● EXERCISE AIM
Give the data again exactly, from its opening line through the line in which "use std::collections::HashSet;" appears.

(Recorded data)
···

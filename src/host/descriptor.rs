// Copyright (c) 2025 Steve Wagner (ciroque@live.com)
// SPDX-License-Identifier: MIT

//! Module descriptor parsing
//!
//! Turns a module binary into a [`ModuleDescriptor`]: the ordered export
//! table with each export's full type, the module's import requirements, and
//! its memory and table limits. Parsing is purely structural (via
//! `wasmparser`) and never executes guest code; semantic validation is left to
//! the execution engine's compiler.
//!
//! Index spaces follow the binary format: imported functions, memories,
//! tables and globals come first, followed by the module's own definitions.

use crate::errors::ParseError;
use crate::host::types::{
    ExportKind, ExportType, FunctionSignature, GlobalSignature, Limits, ValueType,
};
use std::collections::HashSet;
use wasmparser::{ExternalKind, Parser, Payload, TypeRef};

const WASM_MAGIC: &[u8; 4] = b"\0asm";
const SUPPORTED_VERSION: u32 = 1;

/// One entry of the export table.
#[derive(Debug, Clone, PartialEq, Eq)]
pub struct ExportEntry {
    pub name: String,
    /// Index into the export kind's index space.
    pub index: u32,
    pub ty: ExportType,
}

impl ExportEntry {
    #[inline]
    pub fn kind(&self) -> ExportKind {
        self.ty.kind()
    }
}

/// Something the module expects the host to provide at instantiation.
#[derive(Debug, Clone, PartialEq, Eq)]
pub struct ImportRequirement {
    pub module: String,
    pub name: String,
    pub kind: ExportKind,
}

/// Immutable, parsed view of a module binary.
#[derive(Debug, Clone, PartialEq, Eq)]
pub struct ModuleDescriptor {
    exports: Vec<ExportEntry>,
    imports: Vec<ImportRequirement>,
    memories: Vec<Limits>,
    tables: Vec<Limits>,
}

impl ModuleDescriptor {
    /// Parses `bytes` into a descriptor.
    ///
    /// # Errors
    /// - [`ParseError::MalformedHeader`] for a short input or bad magic
    /// - [`ParseError::UnsupportedVersion`] for any version but 1
    /// - [`ParseError::TruncatedSection`] when the input ends early
    /// - [`ParseError::DuplicateExport`] when two exports share a name
    /// - [`ParseError::Malformed`] for any other structural defect
    pub fn parse(bytes: &[u8]) -> Result<Self, ParseError> {
        check_header(bytes)?;

        let mut spaces = IndexSpaces::default();
        let mut imports = Vec::new();
        let mut raw_exports = Vec::new();

        for payload in Parser::new(0).parse_all(bytes) {
            match payload? {
                Payload::TypeSection(reader) => {
                    for func_type in reader.into_iter_err_on_gc_types() {
                        spaces.types.push(FunctionSignature::from(&func_type?));
                    }
                }
                Payload::ImportSection(reader) => {
                    for import in reader {
                        let import = import?;
                        let kind = spaces.declare_import(import.ty);
                        imports.push(ImportRequirement {
                            module: import.module.to_string(),
                            name: import.name.to_string(),
                            kind,
                        });
                    }
                }
                Payload::FunctionSection(reader) => {
                    for type_index in reader {
                        spaces.functions.push(type_index?);
                    }
                }
                Payload::TableSection(reader) => {
                    for table in reader {
                        let table = table?;
                        spaces.tables.push(Limits {
                            initial: table.ty.initial.into(),
                            maximum: table.ty.maximum.map(Into::into),
                        });
                    }
                }
                Payload::MemorySection(reader) => {
                    for memory in reader {
                        let memory = memory?;
                        spaces.memories.push(Limits {
                            initial: memory.initial.into(),
                            maximum: memory.maximum.map(Into::into),
                        });
                    }
                }
                Payload::GlobalSection(reader) => {
                    for global in reader {
                        let global = global?;
                        spaces.globals.push(GlobalSignature {
                            content: ValueType::from(global.ty.content_type),
                            mutable: global.ty.mutable,
                        });
                    }
                }
                Payload::ExportSection(reader) => {
                    let offset = reader.range().start;
                    for export in reader {
                        let export = export?;
                        raw_exports.push((
                            export.name.to_string(),
                            export.kind,
                            export.index,
                            offset,
                        ));
                    }
                }
                _ => {}
            }
        }

        let mut seen = HashSet::new();
        let mut exports = Vec::with_capacity(raw_exports.len());
        for (name, kind, index, offset) in raw_exports {
            if !seen.insert(name.clone()) {
                return Err(ParseError::DuplicateExport(name));
            }
            let ty = spaces.export_type(kind, index, offset)?;
            exports.push(ExportEntry { name, index, ty });
        }

        Ok(Self {
            exports,
            imports,
            memories: spaces.memories,
            tables: spaces.tables,
        })
    }

    /// Exports in declaration order.
    pub fn exports(&self) -> &[ExportEntry] {
        &self.exports
    }

    pub fn imports(&self) -> &[ImportRequirement] {
        &self.imports
    }

    /// Memory limits, imported memories first.
    pub fn memories(&self) -> &[Limits] {
        &self.memories
    }

    /// Table limits, imported tables first.
    pub fn tables(&self) -> &[Limits] {
        &self.tables
    }

    pub fn function_exports(&self) -> impl Iterator<Item = &ExportEntry> {
        self.exports
            .iter()
            .filter(|export| export.kind() == ExportKind::Function)
    }
}

fn check_header(bytes: &[u8]) -> Result<(), ParseError> {
    if bytes.len() < 8 || &bytes[0..4] != WASM_MAGIC {
        return Err(ParseError::MalformedHeader);
    }

    let version = u32::from_le_bytes([bytes[4], bytes[5], bytes[6], bytes[7]]);
    if version != SUPPORTED_VERSION {
        return Err(ParseError::UnsupportedVersion(version));
    }

    Ok(())
}

/// Per-kind index spaces accumulated while walking the sections.
#[derive(Default)]
struct IndexSpaces {
    types: Vec<FunctionSignature>,
    /// Type index of every function, imports first.
    functions: Vec<u32>,
    memories: Vec<Limits>,
    tables: Vec<Limits>,
    globals: Vec<GlobalSignature>,
}

impl IndexSpaces {
    fn declare_import(&mut self, ty: TypeRef) -> ExportKind {
        match ty {
            TypeRef::Func(type_index) => {
                self.functions.push(type_index);
                ExportKind::Function
            }
            TypeRef::Table(table) => {
                self.tables.push(Limits {
                    initial: table.initial.into(),
                    maximum: table.maximum.map(Into::into),
                });
                ExportKind::Table
            }
            TypeRef::Memory(memory) => {
                self.memories.push(Limits {
                    initial: memory.initial.into(),
                    maximum: memory.maximum.map(Into::into),
                });
                ExportKind::Memory
            }
            TypeRef::Global(global) => {
                self.globals.push(GlobalSignature {
                    content: ValueType::from(global.content_type),
                    mutable: global.mutable,
                });
                ExportKind::Global
            }
            TypeRef::Tag(_) => ExportKind::Tag,
        }
    }

    fn export_type(
        &self,
        kind: ExternalKind,
        index: u32,
        offset: usize,
    ) -> Result<ExportType, ParseError> {
        let out_of_range = |space: &str| ParseError::Malformed {
            message: format!("exported {} index {} out of range", space, index),
            offset,
        };
        let slot = index as usize;

        match kind {
            ExternalKind::Func => {
                let type_index = *self
                    .functions
                    .get(slot)
                    .ok_or_else(|| out_of_range("function"))?;
                let signature =
                    self.types
                        .get(type_index as usize)
                        .ok_or_else(|| ParseError::Malformed {
                            message: format!("function type index {} out of range", type_index),
                            offset,
                        })?;
                Ok(ExportType::Function(signature.clone()))
            }
            ExternalKind::Table => self
                .tables
                .get(slot)
                .map(|limits| ExportType::Table(*limits))
                .ok_or_else(|| out_of_range("table")),
            ExternalKind::Memory => self
                .memories
                .get(slot)
                .map(|limits| ExportType::Memory(*limits))
                .ok_or_else(|| out_of_range("memory")),
            ExternalKind::Global => self
                .globals
                .get(slot)
                .map(|global| ExportType::Global(*global))
                .ok_or_else(|| out_of_range("global")),
            ExternalKind::Tag => Ok(ExportType::Tag),
        }
    }
}

#[cfg(test)]
mod tests {
    use super::*;
    use crate::host::test_modules::{duplicate_export_module, importing_module, math_module};

    #[test]
    fn test_export_table_in_declaration_order() {
        let descriptor = ModuleDescriptor::parse(&math_module()).unwrap();
        let names: Vec<_> = descriptor.exports().iter().map(|e| e.name.as_str()).collect();

        assert_eq!(&names[..5], &["memory", "counter", "table", "add", "divide"]);
        assert_eq!(descriptor.exports()[0].kind(), ExportKind::Memory);
        assert_eq!(descriptor.exports()[1].kind(), ExportKind::Global);
        assert_eq!(descriptor.exports()[2].kind(), ExportKind::Table);
        assert!(descriptor.imports().is_empty());
    }

    #[test]
    fn test_function_signatures() {
        let descriptor = ModuleDescriptor::parse(&math_module()).unwrap();
        let swap = descriptor
            .exports()
            .iter()
            .find(|e| e.name == "swap")
            .unwrap();

        assert_eq!(
            swap.ty,
            ExportType::Function(FunctionSignature::new(
                vec![ValueType::I32, ValueType::I64],
                vec![ValueType::I64, ValueType::I32],
            ))
        );
    }

    #[test]
    fn test_memory_and_global_types() {
        let descriptor = ModuleDescriptor::parse(&math_module()).unwrap();

        assert_eq!(
            descriptor.memories(),
            &[Limits {
                initial: 1,
                maximum: Some(2)
            }]
        );
        assert_eq!(
            descriptor.exports()[1].ty,
            ExportType::Global(GlobalSignature {
                content: ValueType::I32,
                mutable: true
            })
        );
        assert_eq!(descriptor.tables().len(), 1);
    }

    #[test]
    fn test_imports_shift_function_index_space() {
        let descriptor = ModuleDescriptor::parse(&importing_module()).unwrap();

        assert_eq!(descriptor.imports().len(), 2);
        assert_eq!(descriptor.imports()[0].module, "env");
        assert_eq!(descriptor.imports()[0].kind, ExportKind::Function);
        assert_eq!(descriptor.imports()[1].kind, ExportKind::Memory);

        let local = &descriptor.exports()[0];
        assert_eq!(local.index, 1);
        assert_eq!(
            local.ty,
            ExportType::Function(FunctionSignature::new(
                vec![ValueType::F64],
                vec![ValueType::F64]
            ))
        );

        let reexported = &descriptor.exports()[1];
        assert_eq!(reexported.index, 0);
        assert_eq!(
            reexported.ty,
            ExportType::Function(FunctionSignature::new(vec![ValueType::I32], vec![]))
        );
    }

    #[test]
    fn test_function_exports_filter() {
        let descriptor = ModuleDescriptor::parse(&math_module()).unwrap();
        assert!(descriptor
            .function_exports()
            .all(|e| e.kind() == ExportKind::Function));
        assert_eq!(descriptor.function_exports().count(), descriptor.exports().len() - 3);
    }

    #[test]
    fn test_empty_input() {
        assert_eq!(ModuleDescriptor::parse(&[]), Err(ParseError::MalformedHeader));
    }

    #[test]
    fn test_bad_magic() {
        let bytes = b"\x00\x00\x00\x00\x01\x00\x00\x00";
        assert_eq!(ModuleDescriptor::parse(bytes), Err(ParseError::MalformedHeader));
    }

    #[test]
    fn test_unsupported_version() {
        let bytes = b"\x00asm\x02\x00\x00\x00";
        assert_eq!(
            ModuleDescriptor::parse(bytes),
            Err(ParseError::UnsupportedVersion(2))
        );
    }

    #[test]
    fn test_component_binary_rejected_as_version() {
        let bytes = b"\x00asm\x0d\x00\x01\x00";
        assert!(matches!(
            ModuleDescriptor::parse(bytes),
            Err(ParseError::UnsupportedVersion(_))
        ));
    }

    #[test]
    fn test_header_only_module_is_empty() {
        let descriptor = ModuleDescriptor::parse(b"\x00asm\x01\x00\x00\x00").unwrap();
        assert!(descriptor.exports().is_empty());
        assert!(descriptor.memories().is_empty());
    }

    #[test]
    fn test_truncated_module() {
        let bytes = math_module();
        let truncated = &bytes[..bytes.len() - 3];

        assert!(matches!(
            ModuleDescriptor::parse(truncated),
            Err(ParseError::TruncatedSection { .. })
        ));
    }

    #[test]
    fn test_duplicate_export_rejected() {
        assert_eq!(
            ModuleDescriptor::parse(&duplicate_export_module()),
            Err(ParseError::DuplicateExport("a".to_string()))
        );
    }
}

···

● RESULT FOR THIS TASK
filename src/host/descriptor.rs
// Copyright (c) 2025 Steve Wagner (ciroque@live.com)
// SPDX-License-Identifier: MIT

//! Module descriptor parsing
//!
//! Turns a module binary into a [`ModuleDescriptor`]: the ordered export
//! table with each export's full type, the module's import requirements, and
//! its memory and table limits. Parsing is purely structural (via
//! `wasmparser`) and never executes guest code; semantic validation is left to
//! the execution engine's compiler.
//!
//! Index spaces follow the binary format: imported functions, memories,
//! tables and globals come first, followed by the module's own definitions.

use crate::errors::ParseError;
use crate::host::types::{
    ExportKind, ExportType, FunctionSignature, GlobalSignature, Limits, ValueType,
};
use std::collections::HashSet;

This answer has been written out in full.